The cardiovascular effects of DN-9693, a newly synthesized cyclic AMP phosphodiesterase inhibitor, and sulmazole were investigated in an isolated right atrial or left ventricular preparation which was cross-perfused with blood from another support dog. Each substance dose-dependently increased heart rate and decreased blood pressure of the support dog when administered i.v. The hypotensive effects of DN-9693 were about 40 times more potent than those of sulmazole. The positive chronotropic effect of DN-9693 was about 10 times more potent, but the maximal increase in heart rate was much less than that produced by sulmazole.
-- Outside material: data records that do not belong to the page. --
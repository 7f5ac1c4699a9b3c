//! HTTP server lifecycle.

use std::io;

use axum::Router;
use tokio::net::TcpListener;
use tokio_util::sync::CancellationToken;
use tracing::info;

/// Serve `app` on `listener` until `shutdown` is cancelled.
///
/// In-flight responses are drained before this returns.
pub async fn serve(listener: TcpListener, app: Router, shutdown: CancellationToken) -> io::Result<()> {
    let addr = listener.local_addr()?;
    info!(%addr, "HTTP listener started");

    axum::serve(listener, app)
        .with_graceful_shutdown(async move { shutdown.cancelled().await })
        .await?;

    info!(%addr, "HTTP listener stopped");
    Ok(())
}

/// Wait for SIGINT or SIGTERM.
///
/// # Panics
///
/// Panics if signal handlers cannot be installed, which only happens when the
/// Tokio runtime is misconfigured. That is unrecoverable at startup.
pub async fn shutdown_signal() {
    let ctrl_c = async {
        tokio::signal::ctrl_c()
            .await
            .expect("failed to install Ctrl+C handler - is tokio runtime configured correctly?");
    };

    #[cfg(unix)]
    let terminate = async {
        tokio::signal::unix::signal(tokio::signal::unix::SignalKind::terminate())
            .expect("failed to install SIGTERM handler - is tokio runtime configured correctly?")
            .recv()
            .await;
    };

    #[cfg(not(unix))]
    let terminate = std::future::pending::<()>();

    tokio::select! {
        _ = ctrl_c => info!("Received SIGINT, shutting down..."),
        _ = terminate => info!("Received SIGTERM, shutting down..."),
    }
}
//! Call-level error taxonomy.
//!
//! Every concurrent role of a call (process, hop, shovel) reports a `CallError`.
//! The first one wins and becomes the call's terminal error; `kind()` lets the
//! dispatch loop tell "it failed" from "it was stopped".

use std::io;

use crate::framer::FrameError;

/// Coarse classification of a [`CallError`].
#[derive(Debug, Clone, Copy, PartialEq, Eq)]
pub enum ErrorKind {
    /// Chain/options count mismatch, unparsable identifier, empty chain.
    MalformedExpression,
    /// Unknown transport scheme, missing credentials, bad runner setup.
    Configuration,
    /// Dial failure, stream error, peer-reported failure.
    Transport,
    /// Spawn failure, non-zero exit, framing failure on process output.
    Process,
    /// A warm process died underneath the call.
    ProcessDied,
    Cancelled,
    TimedOut,
    Internal,
}

#[derive(Debug, thiserror::Error)]
pub enum CallError {
    #[error("malformed chain expression: {0}")]
    Malformed(String),

    #[error("chain has no hops")]
    EmptyChain,

    #[error("configuration error: {0}")]
    Config(String),

    #[error("transport error ({endpoint}): {message}")]
    Transport { endpoint: String, message: String },

    #[error("{endpoint} reported failure: {message}")]
    Remote { endpoint: String, message: String },

    #[error("failed to spawn {program}: {source}")]
    Spawn {
        program: String,
        #[source]
        source: io::Error,
    },

    #[error("process exited with {status}: {stderr}")]
    ProcessFailed { status: String, stderr: String },

    #[error("process died during call")]
    ProcessDied,

    #[error("framing error: {0}")]
    Framing(#[from] FrameError),

    #[error("i/o error: {0}")]
    Io(#[from] io::Error),

    #[error("call cancelled")]
    Cancelled,

    #[error("call timed out")]
    TimedOut,

    #[error("internal error: {0}")]
    Internal(String),
}

impl CallError {
    pub fn kind(&self) -> ErrorKind {
        match self {
            Self::Malformed(_) | Self::EmptyChain => ErrorKind::MalformedExpression,
            Self::Config(_) => ErrorKind::Configuration,
            Self::Transport { .. } | Self::Remote { .. } => ErrorKind::Transport,
            Self::Spawn { .. } | Self::ProcessFailed { .. } | Self::Framing(_) | Self::Io(_) => {
                ErrorKind::Process
            }
            Self::ProcessDied => ErrorKind::ProcessDied,
            Self::Cancelled => ErrorKind::Cancelled,
            Self::TimedOut => ErrorKind::TimedOut,
            Self::Internal(_) => ErrorKind::Internal,
        }
    }

    /// True for cancellation and timeout: the call was stopped, it did not fail.
    pub fn is_interrupted(&self) -> bool {
        matches!(self.kind(), ErrorKind::Cancelled | ErrorKind::TimedOut)
    }

    pub(crate) fn transport(endpoint: impl Into<String>, message: impl ToString) -> Self {
        Self::Transport {
            endpoint: endpoint.into(),
            message: message.to_string(),
        }
    }
}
Each substance dose-dependently increased the sinus rate, the right atrial and the left ventricular developed tension in isolated preparations when administered selectively into cannulated arteries. The effects of DN-9693 were about 10-30 times more potent than those of sulmazole, although the maximal positive chronotropic response to DN-9693 was significantly smaller. Positive chrono- and inotropic effects induced by both substances in the isolated, blood-perfused right atrial preparation were not inhibited by treatment with propranolol, but they were consistently attenuated by electrical stimulation of intramural vagal nerve fibers. These results suggest that DN-9693 and sulmazole produce cardiotonic effects by directly increasing the cyclic AMP level in the dog heart. DN-9693 possesses more potent cardiotonic and vasodilating effects than sulmazole, and has a smaller effect on heart rate.